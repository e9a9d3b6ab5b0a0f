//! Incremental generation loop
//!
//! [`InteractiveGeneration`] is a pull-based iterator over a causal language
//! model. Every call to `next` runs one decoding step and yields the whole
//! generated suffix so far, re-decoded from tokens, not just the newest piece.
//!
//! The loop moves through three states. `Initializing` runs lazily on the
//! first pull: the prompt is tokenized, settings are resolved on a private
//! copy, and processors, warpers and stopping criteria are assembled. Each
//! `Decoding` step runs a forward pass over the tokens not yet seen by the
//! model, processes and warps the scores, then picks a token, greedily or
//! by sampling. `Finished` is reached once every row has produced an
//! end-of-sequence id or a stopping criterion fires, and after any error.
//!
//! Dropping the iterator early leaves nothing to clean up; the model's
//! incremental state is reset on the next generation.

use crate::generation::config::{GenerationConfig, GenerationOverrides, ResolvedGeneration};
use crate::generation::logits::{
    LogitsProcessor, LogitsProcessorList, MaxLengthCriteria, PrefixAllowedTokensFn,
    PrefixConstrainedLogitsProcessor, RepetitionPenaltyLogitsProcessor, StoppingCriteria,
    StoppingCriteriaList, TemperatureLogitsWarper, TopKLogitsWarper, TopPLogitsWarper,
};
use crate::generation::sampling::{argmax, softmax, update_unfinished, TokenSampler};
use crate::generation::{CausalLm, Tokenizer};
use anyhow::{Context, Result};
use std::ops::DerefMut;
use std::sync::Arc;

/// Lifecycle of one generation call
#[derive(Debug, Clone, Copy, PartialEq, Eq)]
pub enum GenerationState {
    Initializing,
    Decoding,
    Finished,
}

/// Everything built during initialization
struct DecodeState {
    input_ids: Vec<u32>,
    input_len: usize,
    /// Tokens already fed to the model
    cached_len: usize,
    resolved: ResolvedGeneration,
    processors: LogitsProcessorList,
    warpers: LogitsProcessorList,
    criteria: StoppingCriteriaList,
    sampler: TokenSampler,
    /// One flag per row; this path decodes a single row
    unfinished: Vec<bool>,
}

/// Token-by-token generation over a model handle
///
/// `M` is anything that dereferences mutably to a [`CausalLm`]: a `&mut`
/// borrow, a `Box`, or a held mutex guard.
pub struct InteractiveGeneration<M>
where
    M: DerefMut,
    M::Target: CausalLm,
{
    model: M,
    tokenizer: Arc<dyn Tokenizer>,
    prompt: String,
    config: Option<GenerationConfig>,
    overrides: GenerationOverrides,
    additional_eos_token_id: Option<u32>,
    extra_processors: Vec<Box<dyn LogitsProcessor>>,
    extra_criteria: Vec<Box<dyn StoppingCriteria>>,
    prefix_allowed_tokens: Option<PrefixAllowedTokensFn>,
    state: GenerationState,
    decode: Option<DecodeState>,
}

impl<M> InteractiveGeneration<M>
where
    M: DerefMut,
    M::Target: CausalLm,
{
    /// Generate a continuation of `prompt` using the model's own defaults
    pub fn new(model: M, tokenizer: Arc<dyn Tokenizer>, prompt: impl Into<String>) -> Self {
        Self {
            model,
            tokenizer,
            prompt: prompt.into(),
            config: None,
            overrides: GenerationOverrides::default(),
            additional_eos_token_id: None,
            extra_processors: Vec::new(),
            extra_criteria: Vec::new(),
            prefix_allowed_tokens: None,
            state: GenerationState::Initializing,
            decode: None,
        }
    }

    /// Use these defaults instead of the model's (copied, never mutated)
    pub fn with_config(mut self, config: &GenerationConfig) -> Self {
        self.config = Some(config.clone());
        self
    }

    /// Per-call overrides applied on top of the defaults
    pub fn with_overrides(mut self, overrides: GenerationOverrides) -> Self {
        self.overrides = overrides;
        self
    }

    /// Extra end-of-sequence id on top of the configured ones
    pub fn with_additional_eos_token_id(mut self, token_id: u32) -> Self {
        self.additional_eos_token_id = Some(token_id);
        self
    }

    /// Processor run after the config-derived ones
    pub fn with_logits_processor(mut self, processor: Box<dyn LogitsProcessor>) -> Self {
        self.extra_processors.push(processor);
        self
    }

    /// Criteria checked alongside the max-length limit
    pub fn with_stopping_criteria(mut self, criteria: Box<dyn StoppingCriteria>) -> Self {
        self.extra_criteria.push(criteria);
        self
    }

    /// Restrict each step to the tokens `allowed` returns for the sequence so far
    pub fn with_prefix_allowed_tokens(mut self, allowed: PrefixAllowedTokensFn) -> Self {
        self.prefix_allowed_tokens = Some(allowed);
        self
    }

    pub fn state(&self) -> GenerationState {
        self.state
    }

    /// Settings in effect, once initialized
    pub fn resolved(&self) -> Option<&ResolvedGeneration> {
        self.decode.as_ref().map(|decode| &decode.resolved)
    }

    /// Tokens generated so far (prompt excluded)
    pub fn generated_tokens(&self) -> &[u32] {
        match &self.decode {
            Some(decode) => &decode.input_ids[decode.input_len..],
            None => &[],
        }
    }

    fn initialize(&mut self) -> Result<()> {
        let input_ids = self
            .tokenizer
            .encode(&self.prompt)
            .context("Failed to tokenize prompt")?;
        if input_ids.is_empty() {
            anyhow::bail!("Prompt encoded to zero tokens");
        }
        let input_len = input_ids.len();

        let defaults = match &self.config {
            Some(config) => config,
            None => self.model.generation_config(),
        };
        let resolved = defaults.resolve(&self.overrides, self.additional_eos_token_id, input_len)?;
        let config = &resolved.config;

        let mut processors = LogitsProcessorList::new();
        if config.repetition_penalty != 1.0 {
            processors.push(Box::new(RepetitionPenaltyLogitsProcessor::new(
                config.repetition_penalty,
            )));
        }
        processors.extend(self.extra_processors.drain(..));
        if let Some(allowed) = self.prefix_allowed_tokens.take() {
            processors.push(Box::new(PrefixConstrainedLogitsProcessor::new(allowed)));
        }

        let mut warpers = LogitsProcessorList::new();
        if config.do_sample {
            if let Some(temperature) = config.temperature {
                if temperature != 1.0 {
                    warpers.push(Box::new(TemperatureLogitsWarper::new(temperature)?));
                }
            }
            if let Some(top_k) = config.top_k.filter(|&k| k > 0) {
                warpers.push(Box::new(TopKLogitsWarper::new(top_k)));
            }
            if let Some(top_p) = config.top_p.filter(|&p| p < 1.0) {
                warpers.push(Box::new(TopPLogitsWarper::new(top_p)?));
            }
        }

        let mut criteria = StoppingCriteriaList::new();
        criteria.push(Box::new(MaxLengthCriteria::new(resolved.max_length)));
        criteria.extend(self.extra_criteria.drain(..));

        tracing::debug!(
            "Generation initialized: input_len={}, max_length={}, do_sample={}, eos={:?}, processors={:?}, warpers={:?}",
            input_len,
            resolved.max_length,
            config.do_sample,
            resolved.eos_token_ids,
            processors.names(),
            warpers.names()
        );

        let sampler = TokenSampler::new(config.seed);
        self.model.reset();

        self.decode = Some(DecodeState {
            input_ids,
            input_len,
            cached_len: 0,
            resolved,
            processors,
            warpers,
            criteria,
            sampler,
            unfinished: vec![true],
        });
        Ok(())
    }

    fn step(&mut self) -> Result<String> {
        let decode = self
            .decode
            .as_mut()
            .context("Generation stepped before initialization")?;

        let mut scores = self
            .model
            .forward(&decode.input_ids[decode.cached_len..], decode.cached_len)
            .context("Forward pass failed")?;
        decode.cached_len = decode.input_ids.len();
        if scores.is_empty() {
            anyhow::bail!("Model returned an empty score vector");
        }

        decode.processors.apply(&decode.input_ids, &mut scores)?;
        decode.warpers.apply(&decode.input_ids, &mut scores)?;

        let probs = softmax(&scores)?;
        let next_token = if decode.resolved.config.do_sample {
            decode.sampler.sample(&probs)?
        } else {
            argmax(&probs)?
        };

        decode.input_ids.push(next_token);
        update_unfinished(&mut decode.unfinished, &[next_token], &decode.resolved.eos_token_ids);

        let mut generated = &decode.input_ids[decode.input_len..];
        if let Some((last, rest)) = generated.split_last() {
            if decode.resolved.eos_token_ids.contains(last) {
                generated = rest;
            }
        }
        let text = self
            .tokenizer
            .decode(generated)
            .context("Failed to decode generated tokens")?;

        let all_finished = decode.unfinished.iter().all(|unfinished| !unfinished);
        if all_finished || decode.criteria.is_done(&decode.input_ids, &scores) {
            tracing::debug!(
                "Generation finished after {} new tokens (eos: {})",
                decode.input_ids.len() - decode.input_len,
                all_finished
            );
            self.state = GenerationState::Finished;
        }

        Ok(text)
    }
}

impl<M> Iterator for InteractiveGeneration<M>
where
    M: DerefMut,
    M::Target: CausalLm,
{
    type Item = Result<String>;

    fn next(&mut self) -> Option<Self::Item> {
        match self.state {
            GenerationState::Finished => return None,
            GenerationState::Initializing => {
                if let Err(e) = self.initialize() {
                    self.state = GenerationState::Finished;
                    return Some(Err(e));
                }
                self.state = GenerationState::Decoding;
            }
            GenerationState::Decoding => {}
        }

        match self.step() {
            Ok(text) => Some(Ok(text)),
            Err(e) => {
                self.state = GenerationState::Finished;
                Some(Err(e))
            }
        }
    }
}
════════════════
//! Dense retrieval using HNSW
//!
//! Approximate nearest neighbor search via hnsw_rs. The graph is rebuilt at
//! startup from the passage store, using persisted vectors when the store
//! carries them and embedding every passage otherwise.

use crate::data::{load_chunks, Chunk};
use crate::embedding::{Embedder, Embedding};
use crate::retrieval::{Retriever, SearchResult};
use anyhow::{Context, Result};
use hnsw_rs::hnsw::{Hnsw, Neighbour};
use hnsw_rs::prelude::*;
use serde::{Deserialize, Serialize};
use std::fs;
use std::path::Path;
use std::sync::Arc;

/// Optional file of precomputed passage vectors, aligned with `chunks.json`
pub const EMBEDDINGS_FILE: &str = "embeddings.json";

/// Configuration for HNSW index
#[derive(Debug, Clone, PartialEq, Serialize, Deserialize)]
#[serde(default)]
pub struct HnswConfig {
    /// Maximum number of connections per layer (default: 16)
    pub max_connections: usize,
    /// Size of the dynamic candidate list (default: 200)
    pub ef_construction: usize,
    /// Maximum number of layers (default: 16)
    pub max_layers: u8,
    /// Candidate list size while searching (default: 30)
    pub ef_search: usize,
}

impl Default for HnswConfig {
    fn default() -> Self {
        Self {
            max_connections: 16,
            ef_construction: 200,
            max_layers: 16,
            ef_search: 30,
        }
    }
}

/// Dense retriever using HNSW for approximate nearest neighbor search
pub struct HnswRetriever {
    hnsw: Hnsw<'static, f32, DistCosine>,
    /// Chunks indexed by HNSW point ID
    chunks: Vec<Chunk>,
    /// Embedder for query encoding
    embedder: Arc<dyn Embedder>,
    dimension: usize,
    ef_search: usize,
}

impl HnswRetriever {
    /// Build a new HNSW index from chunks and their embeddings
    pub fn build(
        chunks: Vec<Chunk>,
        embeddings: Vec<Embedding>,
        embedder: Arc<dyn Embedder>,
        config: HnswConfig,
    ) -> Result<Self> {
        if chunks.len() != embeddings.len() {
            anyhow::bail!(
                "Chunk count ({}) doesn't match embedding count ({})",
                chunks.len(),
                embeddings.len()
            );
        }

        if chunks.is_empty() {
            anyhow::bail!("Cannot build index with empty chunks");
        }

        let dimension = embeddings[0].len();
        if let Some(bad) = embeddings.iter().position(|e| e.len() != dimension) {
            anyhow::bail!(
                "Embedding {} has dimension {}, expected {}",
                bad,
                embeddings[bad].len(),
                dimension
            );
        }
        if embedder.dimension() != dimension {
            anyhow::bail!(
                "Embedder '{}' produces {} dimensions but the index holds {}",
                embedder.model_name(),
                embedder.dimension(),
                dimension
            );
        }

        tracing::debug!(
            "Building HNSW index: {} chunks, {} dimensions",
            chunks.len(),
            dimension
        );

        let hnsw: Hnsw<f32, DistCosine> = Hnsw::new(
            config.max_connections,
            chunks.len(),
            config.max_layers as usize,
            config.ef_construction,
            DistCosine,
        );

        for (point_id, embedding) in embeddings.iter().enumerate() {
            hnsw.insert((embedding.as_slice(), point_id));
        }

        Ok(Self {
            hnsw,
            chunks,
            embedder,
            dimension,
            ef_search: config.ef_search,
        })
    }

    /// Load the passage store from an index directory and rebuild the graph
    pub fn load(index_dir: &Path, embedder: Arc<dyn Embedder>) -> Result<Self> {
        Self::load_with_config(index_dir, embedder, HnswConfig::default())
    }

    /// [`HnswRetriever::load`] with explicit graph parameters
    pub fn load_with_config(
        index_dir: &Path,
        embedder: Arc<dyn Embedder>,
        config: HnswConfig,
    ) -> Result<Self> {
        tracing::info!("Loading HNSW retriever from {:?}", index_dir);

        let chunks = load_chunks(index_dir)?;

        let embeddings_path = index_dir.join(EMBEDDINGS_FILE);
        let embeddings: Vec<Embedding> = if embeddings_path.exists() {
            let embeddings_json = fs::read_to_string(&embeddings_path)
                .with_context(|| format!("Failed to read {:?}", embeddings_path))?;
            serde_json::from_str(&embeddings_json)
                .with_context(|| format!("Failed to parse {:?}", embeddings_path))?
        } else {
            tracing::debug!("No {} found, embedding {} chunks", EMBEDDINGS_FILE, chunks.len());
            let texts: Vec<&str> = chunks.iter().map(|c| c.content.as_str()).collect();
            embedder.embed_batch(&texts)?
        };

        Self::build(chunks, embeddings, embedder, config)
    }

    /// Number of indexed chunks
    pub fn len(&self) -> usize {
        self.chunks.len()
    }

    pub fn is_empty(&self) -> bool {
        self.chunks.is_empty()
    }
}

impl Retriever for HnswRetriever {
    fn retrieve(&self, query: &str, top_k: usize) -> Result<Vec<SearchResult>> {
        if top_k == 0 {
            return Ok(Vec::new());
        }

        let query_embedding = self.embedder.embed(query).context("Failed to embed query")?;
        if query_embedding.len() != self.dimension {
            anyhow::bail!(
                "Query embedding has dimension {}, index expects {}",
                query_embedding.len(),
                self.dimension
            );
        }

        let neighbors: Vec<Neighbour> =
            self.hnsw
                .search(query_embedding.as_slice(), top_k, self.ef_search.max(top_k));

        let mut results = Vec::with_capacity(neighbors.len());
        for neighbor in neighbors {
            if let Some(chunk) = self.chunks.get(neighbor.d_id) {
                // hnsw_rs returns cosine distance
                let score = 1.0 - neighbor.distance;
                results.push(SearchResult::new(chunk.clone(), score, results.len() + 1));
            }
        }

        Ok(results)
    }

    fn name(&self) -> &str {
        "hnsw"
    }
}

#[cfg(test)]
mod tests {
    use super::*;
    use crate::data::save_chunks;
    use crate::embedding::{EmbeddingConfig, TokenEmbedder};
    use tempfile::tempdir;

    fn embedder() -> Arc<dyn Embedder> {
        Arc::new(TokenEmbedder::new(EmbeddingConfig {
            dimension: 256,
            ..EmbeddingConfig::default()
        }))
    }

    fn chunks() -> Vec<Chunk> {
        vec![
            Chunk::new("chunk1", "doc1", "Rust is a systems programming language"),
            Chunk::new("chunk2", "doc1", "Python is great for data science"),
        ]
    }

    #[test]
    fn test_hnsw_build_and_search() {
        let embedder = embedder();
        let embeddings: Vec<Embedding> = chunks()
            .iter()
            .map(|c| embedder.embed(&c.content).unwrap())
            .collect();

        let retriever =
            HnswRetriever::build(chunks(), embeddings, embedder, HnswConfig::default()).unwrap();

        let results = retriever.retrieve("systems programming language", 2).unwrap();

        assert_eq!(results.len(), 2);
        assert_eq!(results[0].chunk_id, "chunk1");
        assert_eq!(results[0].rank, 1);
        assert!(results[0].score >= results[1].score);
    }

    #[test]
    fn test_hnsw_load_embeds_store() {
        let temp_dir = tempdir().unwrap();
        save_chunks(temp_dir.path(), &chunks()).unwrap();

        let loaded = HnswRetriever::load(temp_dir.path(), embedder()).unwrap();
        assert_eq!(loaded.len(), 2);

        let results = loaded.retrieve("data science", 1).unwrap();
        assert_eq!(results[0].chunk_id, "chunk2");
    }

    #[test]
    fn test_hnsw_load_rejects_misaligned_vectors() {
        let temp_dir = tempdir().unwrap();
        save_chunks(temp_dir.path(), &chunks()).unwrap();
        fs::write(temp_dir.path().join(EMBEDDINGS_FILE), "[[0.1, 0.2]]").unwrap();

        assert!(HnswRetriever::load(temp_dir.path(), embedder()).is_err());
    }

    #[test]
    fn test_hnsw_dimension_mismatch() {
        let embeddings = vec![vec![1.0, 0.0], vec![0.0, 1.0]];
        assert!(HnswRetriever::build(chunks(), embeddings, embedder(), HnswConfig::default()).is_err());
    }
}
════════════════
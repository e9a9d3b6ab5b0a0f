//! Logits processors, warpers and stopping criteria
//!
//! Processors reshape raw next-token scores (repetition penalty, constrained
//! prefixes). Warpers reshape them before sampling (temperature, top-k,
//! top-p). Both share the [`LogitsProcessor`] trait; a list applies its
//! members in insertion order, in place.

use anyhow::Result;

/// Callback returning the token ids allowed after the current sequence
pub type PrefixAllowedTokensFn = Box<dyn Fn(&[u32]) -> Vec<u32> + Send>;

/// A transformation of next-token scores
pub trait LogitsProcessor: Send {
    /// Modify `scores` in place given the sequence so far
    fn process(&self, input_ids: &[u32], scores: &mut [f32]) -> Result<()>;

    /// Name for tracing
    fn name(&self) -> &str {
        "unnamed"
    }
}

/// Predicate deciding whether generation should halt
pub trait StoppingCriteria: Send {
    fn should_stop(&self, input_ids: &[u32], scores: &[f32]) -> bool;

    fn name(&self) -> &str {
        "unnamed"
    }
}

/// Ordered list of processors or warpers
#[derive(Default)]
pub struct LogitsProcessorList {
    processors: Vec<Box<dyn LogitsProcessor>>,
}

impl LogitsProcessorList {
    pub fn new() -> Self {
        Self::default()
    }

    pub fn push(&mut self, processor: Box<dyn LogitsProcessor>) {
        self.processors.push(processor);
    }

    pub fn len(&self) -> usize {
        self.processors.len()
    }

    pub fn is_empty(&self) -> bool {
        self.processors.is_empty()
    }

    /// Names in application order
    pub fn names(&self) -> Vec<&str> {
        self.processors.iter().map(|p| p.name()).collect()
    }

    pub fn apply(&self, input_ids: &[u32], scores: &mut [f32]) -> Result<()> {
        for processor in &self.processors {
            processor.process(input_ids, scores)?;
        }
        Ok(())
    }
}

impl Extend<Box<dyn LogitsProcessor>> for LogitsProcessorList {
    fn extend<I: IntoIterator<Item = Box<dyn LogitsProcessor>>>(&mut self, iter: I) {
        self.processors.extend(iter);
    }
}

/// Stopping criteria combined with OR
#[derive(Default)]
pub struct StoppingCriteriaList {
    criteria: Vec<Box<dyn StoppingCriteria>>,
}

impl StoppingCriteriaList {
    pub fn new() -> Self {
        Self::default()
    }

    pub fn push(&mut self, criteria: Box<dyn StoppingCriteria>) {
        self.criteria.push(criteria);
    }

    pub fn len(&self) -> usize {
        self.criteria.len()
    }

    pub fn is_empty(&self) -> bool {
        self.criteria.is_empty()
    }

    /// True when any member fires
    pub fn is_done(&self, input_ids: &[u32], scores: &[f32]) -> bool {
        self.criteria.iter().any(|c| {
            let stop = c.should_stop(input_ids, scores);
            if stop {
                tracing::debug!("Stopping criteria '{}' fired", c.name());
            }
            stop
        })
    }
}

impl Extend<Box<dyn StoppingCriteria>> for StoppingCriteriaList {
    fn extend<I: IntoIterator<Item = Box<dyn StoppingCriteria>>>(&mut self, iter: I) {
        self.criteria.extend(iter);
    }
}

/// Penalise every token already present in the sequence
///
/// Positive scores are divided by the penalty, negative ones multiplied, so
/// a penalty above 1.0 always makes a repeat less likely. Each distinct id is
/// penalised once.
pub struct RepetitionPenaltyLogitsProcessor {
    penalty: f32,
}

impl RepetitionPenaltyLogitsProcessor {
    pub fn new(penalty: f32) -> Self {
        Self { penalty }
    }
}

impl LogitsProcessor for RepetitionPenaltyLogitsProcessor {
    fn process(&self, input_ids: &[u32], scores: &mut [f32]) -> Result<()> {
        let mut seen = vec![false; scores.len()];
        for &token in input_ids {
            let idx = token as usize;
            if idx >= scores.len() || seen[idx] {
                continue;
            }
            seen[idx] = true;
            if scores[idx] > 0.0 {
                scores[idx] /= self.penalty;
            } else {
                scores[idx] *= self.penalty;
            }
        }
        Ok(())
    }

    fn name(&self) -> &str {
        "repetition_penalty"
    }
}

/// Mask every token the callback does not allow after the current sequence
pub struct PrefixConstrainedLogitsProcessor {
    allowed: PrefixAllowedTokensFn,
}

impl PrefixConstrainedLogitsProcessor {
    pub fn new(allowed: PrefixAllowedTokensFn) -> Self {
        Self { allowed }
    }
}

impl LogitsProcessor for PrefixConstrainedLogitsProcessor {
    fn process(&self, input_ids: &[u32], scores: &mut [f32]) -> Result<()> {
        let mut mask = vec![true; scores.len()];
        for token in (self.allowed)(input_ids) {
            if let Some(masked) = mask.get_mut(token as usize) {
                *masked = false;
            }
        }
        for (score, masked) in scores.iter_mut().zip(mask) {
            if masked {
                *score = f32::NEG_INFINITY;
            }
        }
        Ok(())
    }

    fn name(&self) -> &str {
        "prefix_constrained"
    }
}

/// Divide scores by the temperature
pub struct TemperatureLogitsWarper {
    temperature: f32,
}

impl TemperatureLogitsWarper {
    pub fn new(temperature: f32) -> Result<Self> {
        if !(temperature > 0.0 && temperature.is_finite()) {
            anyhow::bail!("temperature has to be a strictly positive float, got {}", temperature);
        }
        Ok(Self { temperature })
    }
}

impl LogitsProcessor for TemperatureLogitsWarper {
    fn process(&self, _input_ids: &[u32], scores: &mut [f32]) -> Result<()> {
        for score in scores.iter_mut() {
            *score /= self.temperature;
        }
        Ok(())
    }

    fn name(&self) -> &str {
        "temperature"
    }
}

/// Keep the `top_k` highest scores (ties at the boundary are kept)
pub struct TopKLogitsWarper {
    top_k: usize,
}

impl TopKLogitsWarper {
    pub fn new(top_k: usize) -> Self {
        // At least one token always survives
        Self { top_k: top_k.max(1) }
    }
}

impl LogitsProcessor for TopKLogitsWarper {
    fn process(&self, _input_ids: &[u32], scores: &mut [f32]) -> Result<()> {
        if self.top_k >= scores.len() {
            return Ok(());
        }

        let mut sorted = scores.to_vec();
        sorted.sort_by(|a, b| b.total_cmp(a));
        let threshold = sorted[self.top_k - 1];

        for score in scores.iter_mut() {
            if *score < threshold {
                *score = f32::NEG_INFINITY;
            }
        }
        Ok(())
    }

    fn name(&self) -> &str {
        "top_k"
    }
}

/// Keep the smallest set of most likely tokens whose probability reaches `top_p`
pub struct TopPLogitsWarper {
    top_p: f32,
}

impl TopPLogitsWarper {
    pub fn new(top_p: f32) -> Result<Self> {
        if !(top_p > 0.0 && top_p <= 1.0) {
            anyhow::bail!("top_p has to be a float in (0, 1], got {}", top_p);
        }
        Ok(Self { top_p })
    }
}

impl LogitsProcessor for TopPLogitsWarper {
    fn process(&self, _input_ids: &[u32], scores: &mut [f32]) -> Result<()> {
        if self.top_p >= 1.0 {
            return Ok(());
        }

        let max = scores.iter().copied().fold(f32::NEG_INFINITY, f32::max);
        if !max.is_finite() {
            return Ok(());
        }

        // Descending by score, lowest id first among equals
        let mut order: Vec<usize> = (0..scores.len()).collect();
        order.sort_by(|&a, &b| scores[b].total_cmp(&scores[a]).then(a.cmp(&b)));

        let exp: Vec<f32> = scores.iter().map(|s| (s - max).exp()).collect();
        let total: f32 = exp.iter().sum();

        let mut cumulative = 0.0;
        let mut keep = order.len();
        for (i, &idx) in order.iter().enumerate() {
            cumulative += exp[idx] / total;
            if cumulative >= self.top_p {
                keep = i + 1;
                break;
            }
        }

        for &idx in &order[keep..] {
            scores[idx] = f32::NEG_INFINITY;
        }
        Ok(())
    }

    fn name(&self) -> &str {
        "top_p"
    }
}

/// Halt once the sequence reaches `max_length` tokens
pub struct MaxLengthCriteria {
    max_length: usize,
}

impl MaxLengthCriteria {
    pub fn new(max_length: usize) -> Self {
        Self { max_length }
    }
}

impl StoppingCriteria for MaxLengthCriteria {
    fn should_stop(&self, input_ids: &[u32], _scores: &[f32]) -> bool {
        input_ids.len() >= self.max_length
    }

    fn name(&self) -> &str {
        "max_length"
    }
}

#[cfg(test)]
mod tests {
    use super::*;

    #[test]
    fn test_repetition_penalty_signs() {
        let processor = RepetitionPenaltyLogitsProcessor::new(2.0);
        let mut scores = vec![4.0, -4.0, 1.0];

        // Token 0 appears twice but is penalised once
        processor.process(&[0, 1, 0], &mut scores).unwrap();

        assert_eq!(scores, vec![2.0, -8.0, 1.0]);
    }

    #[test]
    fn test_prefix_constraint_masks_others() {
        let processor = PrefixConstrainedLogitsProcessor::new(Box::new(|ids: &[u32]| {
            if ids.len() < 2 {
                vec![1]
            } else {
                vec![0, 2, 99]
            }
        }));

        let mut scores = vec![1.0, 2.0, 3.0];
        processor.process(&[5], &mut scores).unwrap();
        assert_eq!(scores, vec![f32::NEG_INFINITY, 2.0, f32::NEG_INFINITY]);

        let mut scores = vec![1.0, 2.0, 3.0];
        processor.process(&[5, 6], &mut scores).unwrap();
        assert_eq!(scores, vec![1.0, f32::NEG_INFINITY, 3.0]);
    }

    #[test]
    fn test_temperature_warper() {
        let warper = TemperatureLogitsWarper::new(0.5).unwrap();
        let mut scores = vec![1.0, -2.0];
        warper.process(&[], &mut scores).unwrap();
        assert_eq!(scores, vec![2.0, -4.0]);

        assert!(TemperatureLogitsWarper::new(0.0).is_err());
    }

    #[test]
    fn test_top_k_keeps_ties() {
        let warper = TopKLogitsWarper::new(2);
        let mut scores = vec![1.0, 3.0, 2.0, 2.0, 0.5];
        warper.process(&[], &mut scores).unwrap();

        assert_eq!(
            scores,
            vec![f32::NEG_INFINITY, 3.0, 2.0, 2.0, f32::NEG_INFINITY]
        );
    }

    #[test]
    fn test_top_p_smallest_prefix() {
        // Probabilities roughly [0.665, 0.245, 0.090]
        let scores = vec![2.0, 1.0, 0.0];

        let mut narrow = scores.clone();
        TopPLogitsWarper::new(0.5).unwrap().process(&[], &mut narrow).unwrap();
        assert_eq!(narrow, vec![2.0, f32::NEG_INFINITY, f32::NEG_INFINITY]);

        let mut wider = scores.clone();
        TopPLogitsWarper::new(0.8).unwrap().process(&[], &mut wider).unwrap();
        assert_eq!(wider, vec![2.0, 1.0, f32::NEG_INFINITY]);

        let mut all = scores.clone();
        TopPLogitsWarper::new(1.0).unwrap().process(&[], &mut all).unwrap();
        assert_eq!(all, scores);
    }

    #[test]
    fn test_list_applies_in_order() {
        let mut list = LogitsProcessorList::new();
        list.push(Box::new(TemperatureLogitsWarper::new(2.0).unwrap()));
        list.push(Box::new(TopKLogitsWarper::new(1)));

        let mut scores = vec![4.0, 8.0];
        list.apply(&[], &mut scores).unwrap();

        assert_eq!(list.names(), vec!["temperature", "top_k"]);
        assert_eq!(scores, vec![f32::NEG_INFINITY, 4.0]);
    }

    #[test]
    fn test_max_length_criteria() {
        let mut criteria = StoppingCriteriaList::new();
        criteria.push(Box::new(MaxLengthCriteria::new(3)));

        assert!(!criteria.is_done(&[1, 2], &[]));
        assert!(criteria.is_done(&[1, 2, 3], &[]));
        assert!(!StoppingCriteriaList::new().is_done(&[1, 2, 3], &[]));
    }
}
════════════════
* **WHAT IS EXPECTED**
Report the number of lines above holding "loaded", and only that.

* **YOUR SOLUTION**
3